Glyphosate is a widely used herbicide, and its protonation and deprotonation sites are fundamental to understanding its properties. In this work, the sodiated, protonated, and deprotonated glyphosate were evaluated in the gas phase by infrared multiple photon dissociation spectroscopy to determine the exact nature of these coordination, protonation, and deprotonation states in the gas phase. In this context, Natural Bond Orbital analyses were carried out to unravel interactions that govern glyphosate (de)protonation states in the gas phase. The solvent effect on the protonation/deprotonation equilibria was also investigated by implicit (Solvation Model Based on Density and polarizable continuum models) and explicit solvation models (Monte Carlo and Molecular Dynamics simulations). These results show that glyphosate is protonated in the phosphonate group in the gas phase because of the strong hydrogen bond between the carboxylic oxygen (O7) and the protonated phosphonate group (O8-H19), while the most stable species in water is protonated at the amino group because of the preferential interaction of the NH2 + group and the solvent water molecules.

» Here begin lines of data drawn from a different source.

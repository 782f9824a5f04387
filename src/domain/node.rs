//! Node snapshots and field-level mutations.

use std::collections::BTreeMap;

use serde::{Deserialize, Serialize};

use super::Soul;

/// A reference to another node, encoded on the wire as `{"#": "<soul>"}`.
#[derive(Debug, Clone, PartialEq, Serialize, Deserialize)]
pub struct Link {
    #[serde(rename = "#")]
    pub soul: Soul,
}

/// One field's value: a scalar, null, or a reference to another node.
#[derive(Debug, Clone, PartialEq, Serialize, Deserialize)]
#[serde(untagged)]
pub enum FieldValue {
    Null,
    Bool(bool),
    Number(f64),
    Text(String),
    Link(Link),
}

impl FieldValue {
    /// Create a reference to another node.
    pub fn link(soul: impl Into<Soul>) -> Self {
        FieldValue::Link(Link { soul: soul.into() })
    }
}

impl From<&str> for FieldValue {
    fn from(s: &str) -> Self {
        FieldValue::Text(s.to_string())
    }
}

impl From<f64> for FieldValue {
    fn from(n: f64) -> Self {
        FieldValue::Number(n)
    }
}

impl From<bool> for FieldValue {
    fn from(b: bool) -> Self {
        FieldValue::Bool(b)
    }
}

/// The last known durable state of one entity: a mapping from field name
/// to value. Always a partial view - the live graph may hold fields not yet
/// flushed, and the store may hold fields not yet re-synced into live peers.
#[derive(Debug, Clone, Default, PartialEq, Serialize, Deserialize)]
#[serde(transparent)]
pub struct NodeSnapshot(BTreeMap<String, FieldValue>);

impl NodeSnapshot {
    /// Create an empty snapshot.
    #[must_use]
    pub fn new() -> Self {
        Self::default()
    }

    /// Record a value under a field, replacing any previous value.
    pub fn insert(&mut self, field: impl Into<String>, value: FieldValue) {
        self.0.insert(field.into(), value);
    }

    /// Get the value stored under a field.
    #[must_use]
    pub fn get(&self, field: &str) -> Option<&FieldValue> {
        self.0.get(field)
    }

    #[must_use]
    pub fn len(&self) -> usize {
        self.0.len()
    }

    #[must_use]
    pub fn is_empty(&self) -> bool {
        self.0.is_empty()
    }

    /// Field-wise overwrite: every field present in `other` replaces the
    /// corresponding field here; fields absent from `other` are untouched.
    pub fn merge_from(&mut self, other: NodeSnapshot) {
        for (field, value) in other.0 {
            self.0.insert(field, value);
        }
    }

    /// Insert only the fields of `other` that are not already present.
    ///
    /// Used when a failed flush is merged back into a pending buffer that may
    /// have accumulated newer values in the meantime; the newer values win.
    pub fn merge_missing(&mut self, other: NodeSnapshot) {
        for (field, value) in other.0 {
            self.0.entry(field).or_insert(value);
        }
    }

    /// Iterate over fields in name order.
    pub fn iter(&self) -> impl Iterator<Item = (&String, &FieldValue)> {
        self.0.iter()
    }
}

impl FromIterator<(String, FieldValue)> for NodeSnapshot {
    fn from_iter<I: IntoIterator<Item = (String, FieldValue)>>(iter: I) -> Self {
        Self(iter.into_iter().collect())
    }
}

/// A single field-level mutation delivered by the synchronization bus.
///
/// `source_state` is the origin peer's logical clock for this field. It is
/// carried and logged but not used for conflict resolution; the store applies
/// field-wise last-write-wins by arrival order.
#[derive(Debug, Clone, PartialEq, Serialize, Deserialize)]
pub struct FieldMutation {
    pub soul: Soul,
    pub field: String,
    pub value: FieldValue,
    #[serde(default, skip_serializing_if = "Option::is_none")]
    pub source_state: Option<f64>,
}

impl FieldMutation {
    pub fn new(soul: impl Into<Soul>, field: impl Into<String>, value: FieldValue) -> Self {
        Self {
            soul: soul.into(),
            field: field.into(),
            value,
            source_state: None,
        }
    }
}

/// A read request for an entity the live peers could not resolve.
///
/// The correlation token must be echoed on the response so the requesting
/// peer can match reply to request.
#[derive(Debug, Clone, PartialEq, Serialize, Deserialize)]
pub struct ReadRequest {
    pub soul: Soul,
    pub correlation: String,
}

impl ReadRequest {
    pub fn new(soul: impl Into<Soul>, correlation: impl Into<String>) -> Self {
        Self {
            soul: soul.into(),
            correlation: correlation.into(),
        }
    }
}

#[cfg(test)]
mod tests {
    use super::*;

    #[test]
    fn merge_from_overwrites_only_present_fields() {
        let mut base = NodeSnapshot::new();
        base.insert("name", "alice".into());
        base.insert("age", 30.0.into());

        let mut patch = NodeSnapshot::new();
        patch.insert("age", 31.0.into());

        base.merge_from(patch);
        assert_eq!(base.get("name"), Some(&FieldValue::Text("alice".into())));
        assert_eq!(base.get("age"), Some(&FieldValue::Number(31.0)));
    }

    #[test]
    fn merge_missing_keeps_newer_values() {
        let mut pending = NodeSnapshot::new();
        pending.insert("age", 32.0.into());

        let mut taken = NodeSnapshot::new();
        taken.insert("age", 31.0.into());
        taken.insert("name", "alice".into());

        pending.merge_missing(taken);
        assert_eq!(pending.get("age"), Some(&FieldValue::Number(32.0)));
        assert_eq!(pending.get("name"), Some(&FieldValue::Text("alice".into())));
    }

    #[test]
    fn link_serializes_as_reference_object() {
        let value = FieldValue::link("users/bob");
        let json = serde_json::to_string(&value).unwrap();
        assert_eq!(json, r##"{"#":"users/bob"}"##);

        let back: FieldValue = serde_json::from_str(&json).unwrap();
        assert_eq!(back, value);
    }

    #[test]
    fn snapshot_roundtrips_through_json() {
        let mut snapshot = NodeSnapshot::new();
        snapshot.insert("online", true.into());
        snapshot.insert("bio", FieldValue::Null);
        snapshot.insert("friend", FieldValue::link("users/bob"));

        let json = serde_json::to_string(&snapshot).unwrap();
        let back: NodeSnapshot = serde_json::from_str(&json).unwrap();
        assert_eq!(back, snapshot);
    }
}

Similarly, deprotonated glyphosate [Glyp-H]- was shown to be deprotonated at the phosphonate group in the gas phase but not in solution, also because of the preferential solvation of the NH2 + group present in the other deprotomers. Therefore, these results show that the stabilization of the protonated amino group by the solvent molecules is the governing factor of the (de)protonation equilibrium of glyphosate in water.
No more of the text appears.